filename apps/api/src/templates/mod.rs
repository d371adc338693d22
pub mod handlers;
pub mod service;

**What is needed**
Write out the data a second time, exactly the same.

**Solution for this exercise**
filename apps/api/src/templates/mod.rs
repository d371adc338693d22
pub mod handlers;
pub mod service;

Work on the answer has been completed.